Australasian College for Emergency Medicine Victoria faculty chair Mya Cubitt welcomed the commitment to reform, but said with patients still spending days in ED, action was needed urgently, as well as more transparency around wait times.

“We absolutely need to stress the urgency of some of this implementation,” Dr Cubitt said.

Grace McLoughlan said she had arrived at hospital emergency departments multiple times over the years, distressed, suicidal and desperately seeking help, only to be turned away.

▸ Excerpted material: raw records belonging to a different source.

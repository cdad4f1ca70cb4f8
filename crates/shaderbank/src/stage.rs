use std::fmt;

use serde::{Deserialize, Serialize};

use crate::ShaderError;

/// Pipeline stage a shader binary was compiled for.
#[derive(Debug, Clone, Copy, PartialEq, Eq, Hash, Serialize, Deserialize)]
#[serde(rename_all = "kebab-case")]
pub enum ShaderStage {
    Vertex,
    Fragment,
    Compute,
    RayGeneration,
    AnyHit,
    ClosestHit,
    Miss,
    Callable,
    Intersection,
    TessellationControl,
    TessellationEvaluation,
    Mesh,
    Task,
}

const SUFFIXES: [(&str, ShaderStage); 13] = [
    (".vert.spv", ShaderStage::Vertex),
    (".frag.spv", ShaderStage::Fragment),
    (".comp.spv", ShaderStage::Compute),
    (".rgen.spv", ShaderStage::RayGeneration),
    (".rahit.spv", ShaderStage::AnyHit),
    (".rchit.spv", ShaderStage::ClosestHit),
    (".rmiss.spv", ShaderStage::Miss),
    (".rcall.spv", ShaderStage::Callable),
    (".rint.spv", ShaderStage::Intersection),
    (".tesc.spv", ShaderStage::TessellationControl),
    (".tese.spv", ShaderStage::TessellationEvaluation),
    (".mesh.spv", ShaderStage::Mesh),
    (".task.spv", ShaderStage::Task),
];

impl ShaderStage {
    /// Infers the stage from a binary filename such as `EfWipe.comp.spv`.
    pub fn from_filename(filename: &str) -> Result<Self, ShaderError> {
        SUFFIXES
            .iter()
            .find(|(suffix, _)| filename.ends_with(suffix))
            .map(|(_, stage)| *stage)
            .ok_or_else(|| ShaderError::UnknownShaderStage {
                filename: filename.to_string(),
            })
    }
}

impl fmt::Display for ShaderStage {
    fn fmt(&self, f: &mut fmt::Formatter<'_>) -> fmt::Result {
        let name = match self {
            Self::Vertex => "vertex",
            Self::Fragment => "fragment",
            Self::Compute => "compute",
            Self::RayGeneration => "ray-generation",
            Self::AnyHit => "any-hit",
            Self::ClosestHit => "closest-hit",
            Self::Miss => "miss",
            Self::Callable => "callable",
            Self::Intersection => "intersection",
            Self::TessellationControl => "tessellation-control",
            Self::TessellationEvaluation => "tessellation-evaluation",
            Self::Mesh => "mesh",
            Self::Task => "task",
        };
        f.write_str(name)
    }
}
use std::collections::BTreeMap;
use std::path::Path;
use std::time::Duration;

use anyhow::{bail, Context, Result};
use effects::{Extent2d, HeadlessTargets, WgpuDevice};
use fxconfig::FxConfig;
use shaderbank::{Capability, FolderWatcher, ShaderManifest, ShaderModuleRegistry};
use tracing_subscriber::EnvFilter;

use crate::cli::{CheckArgs, Cli, Command, WatchArgs};
use crate::paths::AppPaths;
use crate::pipelines::EffectSet;
use crate::report::CheckReport;

const WATCH_POLL: Duration = Duration::from_secs(1);

/// Offscreen framebuffer size used to build effect pipelines.
const TARGET_EXTENT: Extent2d = Extent2d::new(640, 360);

pub fn run(args: Cli) -> Result<()> {
    initialise_tracing();

    let paths = AppPaths::discover()?;
    tracing::debug!(config = %paths.config_dir().display(), "resolved fxrun paths");

    match &args.command {
        Command::Paths => {
            print_paths(&paths, &args);
            Ok(())
        }
        Command::Check(check) => {
            let config = resolve_config(&args, &paths)?;
            let registry = open_registry(&config)?;
            run_check(&registry, &config, check)
        }
        Command::Watch(watch) => {
            let config = resolve_config(&args, &paths)?;
            let mut registry = open_registry(&config)?;
            run_watch(&mut registry, &config, watch)
        }
    }
}

fn initialise_tracing() {
    let filter = EnvFilter::try_from_default_env().unwrap_or_else(|_| EnvFilter::new("info"));
    tracing_subscriber::fmt()
        .with_env_filter(filter)
        .with_target(false)
        .init();
}

fn print_paths(paths: &AppPaths, args: &Cli) {
    let config_file = args.config.clone().unwrap_or_else(|| paths.config_file());
    println!("config dir:     {}", paths.config_dir().display());
    println!(
        "config file:    {}{}",
        config_file.display(),
        if config_file.exists() { "" } else { " (missing)" }
    );
    println!("shader folder:  {}", paths.default_shader_folder().display());
}

/// Loads the explicit `--config` file, else the default one if it exists,
/// else falls back to built-in settings under the config directory.
pub fn resolve_config(args: &Cli, paths: &AppPaths) -> Result<FxConfig> {
    let mut config = match &args.config {
        Some(path) => load_config(path)?,
        None => {
            let path = paths.config_file();
            if path.exists() {
                load_config(&path)?
            } else {
                tracing::info!(path = %path.display(), "no configuration file; using defaults");
                default_config(paths)
            }
        }
    };

    if let Some(folder) = &args.shader_folder {
        config.shader_folder = folder.clone();
    }
    Ok(config)
}

fn load_config(path: &Path) -> Result<FxConfig> {
    let config = FxConfig::load(path)
        .with_context(|| format!("failed to load configuration {}", path.display()))?;
    tracing::debug!(path = %path.display(), "loaded configuration");
    Ok(config)
}

fn default_config(paths: &AppPaths) -> FxConfig {
    FxConfig {
        version: 1,
        shader_folder: paths.default_shader_folder(),
        manifest: None,
        wipe_enabled: false,
        watch_interval: Duration::from_millis(500),
        disable_capabilities: Vec::new(),
        effects: BTreeMap::new(),
    }
}

pub fn disabled_capabilities(config: &FxConfig) -> Result<Vec<Capability>> {
    config
        .disable_capabilities
        .iter()
        .map(|raw| {
            raw.parse::<Capability>()
                .map_err(|err| anyhow::anyhow!(err))
                .context("invalid disable_capabilities entry")
        })
        .collect()
}

pub fn load_manifest(config: &FxConfig) -> Result<ShaderManifest> {
    match &config.manifest {
        Some(path) => ShaderManifest::load(path)
            .with_context(|| format!("failed to load shader manifest {}", path.display())),
        None => Ok(ShaderManifest::builtin_effects()),
    }
}

fn open_registry(config: &FxConfig) -> Result<ShaderModuleRegistry<WgpuDevice>> {
    let disabled = disabled_capabilities(config)?;
    let manifest = load_manifest(config)?;
    let device =
        WgpuDevice::headless(&disabled).context("failed to open a headless GPU device")?;

    ShaderModuleRegistry::new(device, &config.shader_folder, &manifest).with_context(|| {
        format!(
            "failed to load shaders from {}",
            config.shader_folder.display()
        )
    })
}

fn build_effects(
    registry: &ShaderModuleRegistry<WgpuDevice>,
    config: &FxConfig,
) -> EffectSet<WgpuDevice> {
    let targets = HeadlessTargets::new(registry.device(), TARGET_EXTENT);
    let effect_set = EffectSet::build(registry, &targets, &targets, &targets, config.wipe_enabled);
    tracing::info!(
        built = effect_set.statuses().len() - effect_set.failures(),
        failed = effect_set.failures(),
        "built effect pipelines"
    );
    effect_set
}

fn run_check(
    registry: &ShaderModuleRegistry<WgpuDevice>,
    config: &FxConfig,
    args: &CheckArgs,
) -> Result<()> {
    let effect_set = build_effects(registry, config);
    let report = CheckReport::collect(registry, config, effect_set.statuses());
    if args.json {
        let json = serde_json::to_string_pretty(&report).context("failed to encode report")?;
        println!("{json}");
    } else {
        print!("{}", report.render_text());
    }
    Ok(())
}

fn run_watch(
    registry: &mut ShaderModuleRegistry<WgpuDevice>,
    config: &FxConfig,
    args: &WatchArgs,
) -> Result<()> {
    if !registry.folder().is_dir() {
        bail!(
            "shader folder {} does not exist",
            registry.folder().display()
        );
    }

    let effect_set = build_effects(registry, config);
    let watcher = FolderWatcher::spawn(registry.folder(), config.watch_interval)
        .context("failed to start shader folder watcher")?;
    tracing::info!(
        folder = %watcher.folder().display(),
        interval = ?config.watch_interval,
        "watching for shader changes"
    );

    let mut reloads = 0usize;
    loop {
        let changes = watcher.wait_changes(WATCH_POLL);
        if changes.is_empty() {
            continue;
        }
        for path in &changes {
            tracing::debug!(path = %path.display(), "shader binary changed");
        }

        match registry.reload() {
            Ok(()) => tracing::info!(
                changed = changes.len(),
                loaded = registry.loaded_names().len(),
                pipelines = effect_set.with_pipelines(),
                "reloaded shaders"
            ),
            Err(err) => tracing::warn!(
                error = %err,
                pipelines = effect_set.with_pipelines(),
                "shader reload failed; waiting for the next change"
            ),
        }

        reloads += 1;
        if args.max_reloads > 0 && reloads >= args.max_reloads {
            tracing::info!(reloads, "reload limit reached; exiting");
            return Ok(());
        }
    }
}

#[cfg(test)]
mod tests {
    use super::*;
    use clap::Parser;
    use std::fs;
    use tempfile::TempDir;

    fn paths_in(root: &Path) -> AppPaths {
        AppPaths::from_raw(root.to_path_buf())
    }

    #[test]
    fn explicit_config_and_folder_override() {
        let root = TempDir::new().unwrap();
        let config_path = root.path().join("custom.toml");
        fs::write(
            &config_path,
            "version = 1\nshader_folder = \"spv\"\nwipe_enabled = true\n",
        )
        .unwrap();

        let args = Cli::try_parse_from([
            "fxrun",
            "check",
            "--config",
            config_path.to_str().unwrap(),
        ])
        .unwrap();
        let config = resolve_config(&args, &paths_in(root.path())).unwrap();
        assert_eq!(config.shader_folder, root.path().join("spv"));
        assert!(config.wipe_enabled);

        let args = Cli::try_parse_from([
            "fxrun",
            "check",
            "--config",
            config_path.to_str().unwrap(),
            "--shader-folder",
            "/tmp/elsewhere",
        ])
        .unwrap();
        let config = resolve_config(&args, &paths_in(root.path())).unwrap();
        assert_eq!(config.shader_folder, Path::new("/tmp/elsewhere"));
    }

    #[test]
    fn missing_default_config_falls_back_to_builtin_settings() {
        let root = TempDir::new().unwrap();
        let paths = paths_in(root.path());
        let args = Cli::try_parse_from(["fxrun", "check"]).unwrap();
        if args.config.is_some() {
            return;
        }

        let config = resolve_config(&args, &paths).unwrap();
        assert_eq!(config.shader_folder, root.path().join("shaders"));
        assert!(config.manifest.is_none());
        assert_eq!(
            load_manifest(&config).unwrap().shaders,
            ShaderManifest::builtin_effects().shaders
        );
    }

    #[test]
    fn parses_disabled_capabilities() {
        let mut config = default_config(&paths_in(Path::new("/tmp")));
        config.disable_capabilities = vec!["ray-query-position-fetch".into()];
        assert_eq!(
            disabled_capabilities(&config).unwrap(),
            vec![Capability::RayQueryPositionFetch]
        );

        config.disable_capabilities = vec!["mesh-shading".into()];
        let err = disabled_capabilities(&config).unwrap_err();
        assert!(format!("{err:#}").contains("unknown capability 'mesh-shading'"));
    }
}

“Typically, there’s nothing they can do,” she said. “I have been told my safety is my responsibility and been sent home … more suicidal than when I arrived. I’ve been told that there’s just no beds, and they can’t help me.”

The Northcote woman said the recommendation to create crisis respite centres for experiencing a mental health episode gave her hope that people in despair would not be left waiting days in emergency departments.

Ms McLoughlan said such models should mirror Safe Haven Cafe, a community drop-in centre run by St Vincent’s Hospital.

“It’s really underfunded, but they do such a great job with the resources that they have,” she said. “I use that service, I have been there a few times. The staff are so kind and it has kept me out of hospitals and emergency departments. It’s never been a negative experience. I feel safe there.”

The Andrews government pledged to implement all the recommendations of the royal commission, which also recommended that wherever possible, the emergency response to urgent mental health crises should be led by medical professionals instead of police.

“If your readers think about where they would want to be on the worst day of their life, you want a friendly set up with comfy chairs and a coffee table, and someone there to sit with you and listen with empathy.”

This would result in triple-0 calls involving mental health crises to be diverted to Ambulance Victoria, and any response led by paramedics, instead of police.

Often these crises came about because the system had done a poor job of helping people before their mental health deteriorated, a phenomenon described as the “missing middle”.

Doctor James Antoniadis, of the Royal Australian College of General Practitioners, said it was this group of people with moderate to severe depression and other mental health conditions that accounted for the most suicides, because they were the largest.

“There are a lot of situations where people are in desperate need. They go to EDs and there is nowhere for them to go, and then they are discharged,” Dr Antoniadis said.

“It’s like a merry-go-round, unfortunately people ending up falling off the merry-go-round.”

The new safe spaces and crisis respite facilities would be set up in collaboration with a new agency made up of people with personal experience of mental health crisis or distress.

Dr Antoniadis said he hoped they would look more like community health centres, staffed by people trained in mental health emergencies, including psychiatrists, specialist nurses, psychologists and GPs.

He said they should also include beds for people who needed longer-term care.

“Hopefully those facilities are more like a hotel than a mental health asylum,” he said.